8 Negligence – Duty of Care cont. Case study – Bily v. Arthur Young & Company, 3 Cal.4 th 370 (1992) Investors sued accountants based on accountants’ audit opinion of financial statements of company in which investors invested. Company went bankrupt and investors alleged accountants’ negligence due to reliance on the audit opinion. California Supreme Court held accountants had no professional negligence liability to investors since they were not accountants’ clients and irrelevant whether or not investors were foreseeable users (traditional view under Ultramares); however, see subsequent slide about potential liability for negligent misrepresentation and fraud.

9 Negligence – Duty of Care cont. If lawyer retained by insurance company to defend insured commits negligence, can insurance company sue lawyer even though lawyer’s client technically was the insured? Case study – Unigard Insurance Group v. O’Flaherty & Belgum, 38 Cal.App.4 th 229 (1995) – insurance company has standing to sue because insurance company hired and paid lawyer to defend insured, but there cannot be conflict of interest between insurance company and insured.

10 Negligence – Breach How can professional breach the duty of care? Failure to follow applicable law; e.g., lawyer does not file client’s lawsuit before deadline set by statute of limitations. Failure to comply with professional standards such as lawyers’ ethics codes; case study – In re Disciplinary Proceedings Against Inglimo, 740 N.W.2d 125 (Wisc. 2007) (pages 1050-51).

11 Negligence – Causation and Damage Causation – must be logical link or reasonable relationship between professional’s breach of duty of care and damage (financial loss) suffered by client. Damage – any financial loss caused by professional’s negligence; e.g., lawyer fails to file lawsuit before statute of limitations expires, so client deprived of settlement/judgment (also, general damages such as emotional distress are available).

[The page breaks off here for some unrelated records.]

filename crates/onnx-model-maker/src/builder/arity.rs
use onnx_graph::AttributeValue;

use super::{Attributes, NodeInput};
use crate::{Error, Result};

/// Number of outputs given to a new node.
#[derive(Debug, Clone, Copy, PartialEq, Eq)]
pub enum OutputArity {
    /// One output per output declared by the schema.
    Declared,
    /// An explicit number of outputs.
    Count(usize),
}

impl OutputArity {
    /// One output per entry of a `split` array input.
    pub fn from_split_input(split: Option<&NodeInput>) -> Result<Self> {
        match split {
            Some(NodeInput::Array(data)) => Ok(OutputArity::Count(data.data.len())),
            Some(other) => Err(Error::InvalidInput(format!(
                "the output count of Split needs the split sizes as an array, got {other:?}"
            ))),
            None => Err(Error::InvalidInput(
                "the output count of Split needs the split input".to_string(),
            )),
        }
    }

    /// One output per entry of the `split` attribute.
    pub fn from_split_attr(attrs: &Attributes) -> Result<Self> {
        match attrs.get("split") {
            Some(AttributeValue::Int64s(split)) => Ok(OutputArity::Count(split.len())),
            Some(AttributeValue::Int64(_)) => Ok(OutputArity::Count(1)),
            _ => Err(Error::InvalidInput(
                "the output count of Split needs the split attribute".to_string(),
            )),
        }
    }

    /// The `num_outputs` attribute.
    pub fn from_num_outputs(attrs: &Attributes) -> Result<Self> {
        match attrs.get("num_outputs").and_then(AttributeValue::as_i64) {
            Some(count) if count > 0 => Ok(OutputArity::Count(count as usize)),
            _ => Err(Error::InvalidInput(
                "the output count of Split needs a positive num_outputs attribute".to_string(),
            )),
        }
    }
}

/// Positional argument cursor of the dispatch functions.
#[derive(Debug)]
pub struct Args {
    op_type: &'static str,
    args: std::vec::IntoIter<Option<NodeInput>>,
    position: usize,
}

impl Args {
    pub fn new(op_type: &'static str, args: Vec<Option<NodeInput>>) -> Self {
        Self {
            op_type,
            args: args.into_iter(),
            position: 0,
        }
    }

    /// The next argument, which must be present.
    pub fn required(&mut self) -> Result<NodeInput> {
        let position = self.position;
        self.optional().ok_or_else(|| {
            Error::InvalidInput(format!(
                "{} expects an input at position {position}",
                self.op_type
            ))
        })
    }

    /// The next argument, absent when missing.
    pub fn optional(&mut self) -> Option<NodeInput> {
        self.position += 1;
        self.args.next().flatten()
    }

    /// Every remaining present argument.
    pub fn rest(&mut self) -> Vec<NodeInput> {
        let rest: Vec<_> = self.args.by_ref().flatten().collect();
        self.position += rest.len();
        rest
    }

    /// Fail when present arguments were left over.
    pub fn finish(mut self) -> Result<()> {
        let remaining = self.args.by_ref().flatten().count();
        if remaining > 0 {
            return Err(Error::InvalidInput(format!(
                "{} takes at most {} inputs, got {} more",
                self.op_type, self.position, remaining
            )));
        }
        Ok(())
    }
}

#[cfg(test)]
mod tests {
    use super::*;
    use onnx_graph::TensorData;

    #[test]
    fn split_input_counts_entries() {
        let split = NodeInput::Array(TensorData::from_vec(vec![2i64, 3, 1], vec![3]));

        assert_eq!(
            OutputArity::from_split_input(Some(&split)).unwrap(),
            OutputArity::Count(3)
        );
        assert!(OutputArity::from_split_input(Some(&"split".into())).is_err());
        assert!(OutputArity::from_split_input(None).is_err());
    }

    #[test]
    fn split_attributes() {
        let attrs = Attributes::new().with("split", vec![1i64, 1]);
        assert_eq!(
            OutputArity::from_split_attr(&attrs).unwrap(),
            OutputArity::Count(2)
        );

        let attrs = Attributes::new().with("num_outputs", 4);
        assert!(OutputArity::from_split_attr(&attrs).is_err());
        assert_eq!(
            OutputArity::from_num_outputs(&attrs).unwrap(),
            OutputArity::Count(4)
        );
    }

    #[test]
    fn args_cursor() {
        let mut args = Args::new("Clip", vec![Some("x".into()), None, Some("max".into())]);

        assert_eq!(args.required().unwrap(), NodeInput::from("x"));
        assert_eq!(args.optional(), None);
        assert_eq!(args.optional(), Some(NodeInput::from("max")));
        args.finish().unwrap();
    }

    #[test]
    fn args_reject_missing_and_extra() {
        let mut args = Args::new("Relu", vec![None]);
        assert!(matches!(args.required(), Err(Error::InvalidInput(_))));

        let mut args = Args::new("Relu", vec![Some("x".into()), Some("y".into())]);
        args.required().unwrap();
        assert!(matches!(args.finish(), Err(Error::InvalidInput(_))));
    }
}
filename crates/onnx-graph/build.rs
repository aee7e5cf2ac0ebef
fn main() {
    // Generate the onnx protobuf files
    protobuf_codegen::Codegen::new()
        .pure()
        .includes(["src"])
        .input("src/protos/onnx.proto")
        .cargo_out_dir("onnx-protos")
        .run_from_script();
}
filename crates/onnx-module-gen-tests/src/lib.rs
//! Burn modules generated by the build script from single node ONNX graphs.

macro_rules! include_models {
    ($($model:ident),* $(,)?) => {
        $(
            pub mod $model {
                include!(concat!(env!("OUT_DIR"), "/model/", stringify!($model), ".rs"));
            }
        )*
    };
}

include_models!(
    embedding,
    embedding_fresh,
    gather_last_axis,
    gather_scalar,
    gather_scalar_vector,
    gather_select,
    gather_take,
    max,
    reduce_sum_all,
    reduce_sum_keepdims,
    reduce_sum_squeeze,
);
pub type Backend = burn::backend::NdArray<f32>;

12 Negligent Misrepresentation and Fraud Both involve misrepresentation of facts. Negligent misrepresentation made with honest belief in truth of statement but with no reasonable ground for that belief. Fraud done with knowledge of statement’s falsity and intent to deceive plaintiff. According to Bily case, Restatement standard applies so “foreseen users” can sue.

13 Breach of Contract Professional-client relationship usually based on contract. Therefore, professional’s failure to perform obligations stated in contract would be breach of contract. Professional negligence is failure to perform so client usually just sues under negligence theory due to insurance coverage for negligence but not breach of contract.

14 Conversion Professionals often are entrusted with client’s property to be used for client’s purposes. Conversion occurs when professional uses property for his/her own purposes; property is “converted” from client to lawyer’s use. Example – lawyer receives settlement check and deposits it into client trust account for purpose of paying litigation expenses, experts and lawyer’s fee; instead, lawyer uses the money for personal expenses.